What you have to do. Every entry that follows needs to be repeated exactly.

Input.
[Start of Attachment]
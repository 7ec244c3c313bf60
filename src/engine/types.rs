use glam::DVec2;

use crate::renderer::Color;
use crate::world::CellTag;

/// Face of the wall cell a ray entered through.
///
/// Crossing a vertical grid line while travelling `+x` enters the next
/// cell through its **west** face; crossing a horizontal line travelling
/// `+y` (down the screen) enters through the **north** face.
#[derive(Clone, Copy, Debug, PartialEq, Eq)]
pub enum Side {
    North,
    South,
    East,
    West,
}

impl Side {
    /// True for faces lying along a horizontal grid line.
    #[inline(always)]
    pub fn is_horizontal(self) -> bool {
        matches!(self, Side::North | Side::South)
    }
}

/// Where to sample the wall texture for one slice.
#[derive(Clone, Copy, Debug, PartialEq)]
pub struct TexSample {
    /// Texture column, `0 .. resolution`.
    pub column: usize,
    /// Screen pixels covered by one texel row.
    pub step: f64,
}

/// Everything the compositor needs about one wall hit.
#[derive(Clone, Copy, Debug, PartialEq)]
pub struct WallHit {
    /// Perpendicular (fisheye-corrected) distance, always `> 0`.
    pub distance: f64,
    /// Euclidean distance from the eye to `point`.
    pub raw_distance: f64,
    /// Map position where the ray crossed into the wall cell.
    pub point: DVec2,
    pub cell: (i64, i64),
    pub tag: CellTag,
    pub side: Side,
    /// Projected slice height in pixels: `wall_height / distance`.
    pub height: f64,
    /// Distance shading factor in `0..=1`.
    pub light: f64,
    /// Slice colour, already shaded (tint for textured hits).
    pub color: Color,
    pub texture: Option<TexSample>,
}

/// One screen column's ray, recomputed every frame.
#[derive(Clone, Copy, Debug, PartialEq)]
pub struct Ray {
    pub angle: f64,
    /// `None` when no wall lies within render distance.
    pub hit: Option<WallHit>,
}

impl Ray {
    pub const UNSET: Ray = Ray {
        angle: 0.0,
        hit: None,
    };

    /// Slice height in pixels, `0` for a miss.
    #[inline]
    pub fn wall_height(&self) -> f64 {
        self.hit.map_or(0.0, |h| h.height)
    }

    /// Corrected distance, `f64::INFINITY` for a miss.
    #[inline]
    pub fn distance(&self) -> f64 {
        self.hit.map_or(f64::INFINITY, |h| h.distance)
    }
}

/// Flat colour of a wall cell before shading.
pub fn base_color(tag: CellTag) -> Color {
    match tag {
        CellTag::SolidColor(1) => Color::WHITE,
        CellTag::SolidColor(2) => Color::RED,
        CellTag::SolidColor(3) => Color::GREEN,
        CellTag::SolidColor(4) => Color::BLUE,
        // textured slices are tinted, the texel supplies the hue
        CellTag::Textured => Color::WHITE,
        _ => Color::BLACK,
    }
}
[End of Attachment]
Problem solution.
repository 7ec244c3c313bf60
filename src/engine/types.rs
use glam::DVec2;

use crate::renderer::Color;
use crate::world::CellTag;

/// Face of the wall cell a ray entered through.
///
/// Crossing a vertical grid line while travelling `+x` enters the next
/// cell through its **west** face; crossing a horizontal line travelling
/// `+y` (down the screen) enters through the **north** face.
#[derive(Clone, Copy, Debug, PartialEq, Eq)]
pub enum Side {
    North,
    South,
    East,
    West,
}

impl Side {
    /// True for faces lying along a horizontal grid line.
    #[inline(always)]
    pub fn is_horizontal(self) -> bool {
        matches!(self, Side::North | Side::South)
    }
}

/// Where to sample the wall texture for one slice.
#[derive(Clone, Copy, Debug, PartialEq)]
pub struct TexSample {
    /// Texture column, `0 .. resolution`.
    pub column: usize,
    /// Screen pixels covered by one texel row.
    pub step: f64,
}

/// Everything the compositor needs about one wall hit.
#[derive(Clone, Copy, Debug, PartialEq)]
pub struct WallHit {
    /// Perpendicular (fisheye-corrected) distance, always `> 0`.
    pub distance: f64,
    /// Euclidean distance from the eye to `point`.
    pub raw_distance: f64,
    /// Map position where the ray crossed into the wall cell.
    pub point: DVec2,
    pub cell: (i64, i64),
    pub tag: CellTag,
    pub side: Side,
    /// Projected slice height in pixels: `wall_height / distance`.
    pub height: f64,
    /// Distance shading factor in `0..=1`.
    pub light: f64,
    /// Slice colour, already shaded (tint for textured hits).
    pub color: Color,
    pub texture: Option<TexSample>,
}

/// One screen column's ray, recomputed every frame.
#[derive(Clone, Copy, Debug, PartialEq)]
pub struct Ray {
    pub angle: f64,
    /// `None` when no wall lies within render distance.
    pub hit: Option<WallHit>,
}

impl Ray {
    pub const UNSET: Ray = Ray {
        angle: 0.0,
        hit: None,
    };

    /// Slice height in pixels, `0` for a miss.
    #[inline]
    pub fn wall_height(&self) -> f64 {
        self.hit.map_or(0.0, |h| h.height)
    }

    /// Corrected distance, `f64::INFINITY` for a miss.
    #[inline]
    pub fn distance(&self) -> f64 {
        self.hit.map_or(f64::INFINITY, |h| h.distance)
    }
}

/// Flat colour of a wall cell before shading.
pub fn base_color(tag: CellTag) -> Color {
    match tag {
        CellTag::SolidColor(1) => Color::WHITE,
        CellTag::SolidColor(2) => Color::RED,
        CellTag::SolidColor(3) => Color::GREEN,
        CellTag::SolidColor(4) => Color::BLUE,
        // textured slices are tinted, the texel supplies the hue
        CellTag::Textured => Color::WHITE,
        _ => Color::BLACK,
    }
}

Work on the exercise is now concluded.